Uncompromising is a good word to describe Mokgosi. Each show is a careful negotiation of how he wants his painting installation to be read, and due to the size and number of large canvases, spaces tend towards the gargantuan. Past exhibitions have included the Lyon Biennale (Lyon, France), the Yerba Buena Centre for Arts in San Francisco and the Hammer Museum in Los Angeles.

His approach to subject matter is also uncompromising. He is dealing with a complex history, one that continues to be narrated from a number of often conflicting perspectives.

“Cultural interrogation and literary criticism are what drive Meleko’s work,” Peipon tells me. “The overall project is looking at something much more broad, at cultural biases and how the biases we hold often affect how we see history.”

When asked if the gallery considers Mokgosi an “African” artist, Peipon replies: “We take our cue from Meleko. It’s strong work. The content and the form are inextricable, and the content is related to Southern Africa. Meleko feels very strongly, as do we, that the work is very much about narrative and how it helps us construct history, for better or for worse.”

The completion of the last chapter raises an important question: are there any plans afoot in presenting all eight chapters of Pax Kaffraria together, for the very first time? Peipon defers: “All I can say is that ideally this work would be seen in its entirety.” Such a show would be a seminal moment in this incredible artist’s career. Something to think about, South African art world movers and shakers.

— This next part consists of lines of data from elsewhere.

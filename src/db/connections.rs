// Connection Registry
// Opens one connection per configured datasource and dispatches queries by name

use crate::config::{redact_url, DataSourceConfig, RawConfig, Section};
use crate::db::query::{bind_values, Param, ResultSet};
use crate::db::registry::DriverRegistry;
use crate::db::traits::{CellValue, Connection, DatabaseError, Vendor};
use std::collections::HashMap;
use std::sync::Arc;

/// Shared handle to an open datasource connection
pub type SharedConnection = Arc<dyn Connection>;

/// Live connections keyed by datasource name
pub struct ConnectionRegistry {
    connections: HashMap<String, SharedConnection>,
    /// Datasource names in config order
    order: Vec<String>,
}

impl ConnectionRegistry {
    /// Create an empty registry
    pub fn new() -> Self {
        Self {
            connections: HashMap::new(),
            order: Vec::new(),
        }
    }

    /// Open a connection for every section of `config`.
    ///
    /// All or nothing: on the first failure the connections opened so far are
    /// closed again and the error is returned.
    pub async fn initialize(
        config: &RawConfig,
        drivers: &DriverRegistry,
    ) -> Result<Self, DatabaseError> {
        let mut registry = Self::new();

        for section in config.sections() {
            match Self::open(section, drivers).await {
                Ok(conn) => registry.insert(section.name.clone(), conn),
                Err(e) => {
                    log::error!(
                        "[Registry] Failed to initialize datasource [{}]: {}",
                        section.name,
                        e
                    );
                    registry.close_all().await;
                    return Err(e);
                }
            }
        }

        log::info!("[Registry] Initialized {} datasource(s)", registry.len());
        Ok(registry)
    }

    async fn open(section: &Section, drivers: &DriverRegistry) -> Result<SharedConnection, DatabaseError> {
        let datasource = DataSourceConfig::from_section(section)?;

        // Every matching vendor must be loadable; the first one connects
        let mut selected = None;
        for vendor in Vendor::detect(&datasource.url) {
            let driver = drivers.load(vendor)?;
            selected.get_or_insert(driver);
        }
        let driver = selected.ok_or_else(|| {
            DatabaseError::ConnectionFailed(format!(
                "No suitable driver found for {}",
                redact_url(&datasource.url)
            ))
        })?;

        let conn = driver.connect(&datasource).await?;
        log::info!(
            "[Registry] Connected [{}] using {} driver",
            datasource.name,
            driver.driver_name()
        );
        Ok(Arc::from(conn))
    }

    // Section names are unique, so a name is never inserted twice
    fn insert(&mut self, name: String, conn: SharedConnection) {
        debug_assert!(!self.connections.contains_key(&name));
        self.connections.insert(name.clone(), conn);
        self.order.push(name);
    }

    /// The shared handle for `name`; repeated calls return the same handle
    pub fn get_connection(&self, name: &str) -> Result<SharedConnection, DatabaseError> {
        self.connections
            .get(name)
            .cloned()
            .ok_or_else(|| DatabaseError::ConnectionNotFound(name.to_string()))
    }

    /// Run `sql` without parameters and hand the result cursor to `handler`
    pub async fn execute_query<T, F>(&self, name: &str, sql: &str, handler: F) -> Result<T, DatabaseError>
    where
        F: FnOnce(&mut ResultSet) -> Result<T, DatabaseError>,
    {
        self.execute_query_with_parameters(name, sql, &[], handler).await
    }

    /// Run `sql` with `params` bound positionally and hand the result cursor to `handler`
    pub async fn execute_query_with_parameters<T, F>(
        &self,
        name: &str,
        sql: &str,
        params: &[Param],
        handler: F,
    ) -> Result<T, DatabaseError>
    where
        F: FnOnce(&mut ResultSet) -> Result<T, DatabaseError>,
    {
        let conn = self.get_connection(name)?;
        log::debug!("[Registry] [{}] executing with {} parameter(s): {}", name, params.len(), sql);

        let mut rows = conn.query(sql, params).await?;
        handler(&mut rows)
    }

    /// Like [`execute_query_with_parameters`](Self::execute_query_with_parameters) for
    /// loosely typed values. Every value is checked before anything is sent to the database.
    pub async fn execute_query_with_values<T, F>(
        &self,
        name: &str,
        sql: &str,
        values: Vec<CellValue>,
        handler: F,
    ) -> Result<T, DatabaseError>
    where
        F: FnOnce(&mut ResultSet) -> Result<T, DatabaseError>,
    {
        let params = bind_values(values)?;
        self.execute_query_with_parameters(name, sql, &params, handler).await
    }

    /// Close every connection, continuing past failures. Returns the failures.
    pub async fn close_all(&mut self) -> Vec<(String, DatabaseError)> {
        let mut failures = Vec::new();

        for name in self.order.drain(..) {
            let Some(conn) = self.connections.remove(&name) else {
                continue;
            };
            if conn.is_closed().await {
                log::debug!("[Registry] [{}] already closed", name);
                continue;
            }
            match conn.close().await {
                Ok(()) => log::info!("[Registry] Closed [{}]", name),
                Err(e) => {
                    log::error!("[Registry] Failed to close [{}]: {}", name, e);
                    failures.push((name, e));
                }
            }
        }

        failures
    }

    pub fn names(&self) -> impl Iterator<Item = &str> {
        self.order.iter().map(String::as_str)
    }

    pub fn contains(&self, name: &str) -> bool {
        self.connections.contains_key(name)
    }

    pub fn len(&self) -> usize {
        self.connections.len()
    }

    pub fn is_empty(&self) -> bool {
        self.connections.is_empty()
    }
}

impl Default for ConnectionRegistry {
    fn default() -> Self {
        Self::new()
    }
}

African-born artists on the rise

African-born artists are making their mark on the international arts scene. Here are a few to watch:

Toyin Odutola
Born in Ife, Nigeria, Toyin Odutola is a young artist who is fast establishing herself on the international art scene. Living and working in New York, she currently shows with Jack Shainman Gallery (New York) and has works in institutional collections, including the Smithsonian. Odutola’s portraits and drawings are composed using ballpoint pens and Sharpie markers, and are both hyperrealistic and abstract. She is active on social media, often discussing her process with her many followers on Instagram, Twitter and Tumblr. www.toyinodutola.com

Carla Liesching
Hailing from Cape Town and raised in the Eastern Cape, Liesching now lives and works in New York. A photographer and multimedia artist, her work examines human relationships to structure, in particular ideological shifts in geographic narratives. She is represented by Cape Town gallery Brundyn+Gonsalves and her most recent work includes a series of staged environmental portraits.
www.carlaliesching.com/

Robin Rhode
This Cape Town-born, Berlin-based artist is known for an interdisciplinary approach in his work. Educated in filmmaking as well as fine arts, his earlier works involved creating performances based on his own drawings, a practice that has evolved to include photography sequences and digital animations. Rhode visits South Africa often, working in the streets of Jo’burg. Represented by Lehmann Maupin (New York) and White Cube (London), he is an international artist on the move.
www.lehmannmaupin.com/artists/robin-rhode

Julie Mehretu
Julie Mehretu is an abstract artist born in Addis Ababa, Ethiopia, who lives and works in New York. Her large-scale architecturally inspired paintings and drawings are made using a layering technique and she often mixes media – acrylic paint on canvas overlaid with pencil, pen, ink and paint, for example. Represented by Marian Goodman (New York) her works are exhibited and collected internationally, most recently at Documenta (13).
www.mariangoodman.com/artists/julie-mehretu

Ledelle Moe
This Durban-born South African sculptor has lived and worked in Baltimore, Maryland, in the United States since 1994, teaching at the Maryland Institute College of Art. Moe’s large-scale concrete and steel sculptures of human and animal figures, often exploring the relationship between form and decay, have recently been exhibited in Brooklyn, New York; Salzburg, Austria; and at the Nirox Foundation Sculpture Park in Johannesburg. After over 20 years abroad Moe recently relocated to Cape Town, so look for more of her work on display in South Africa soon.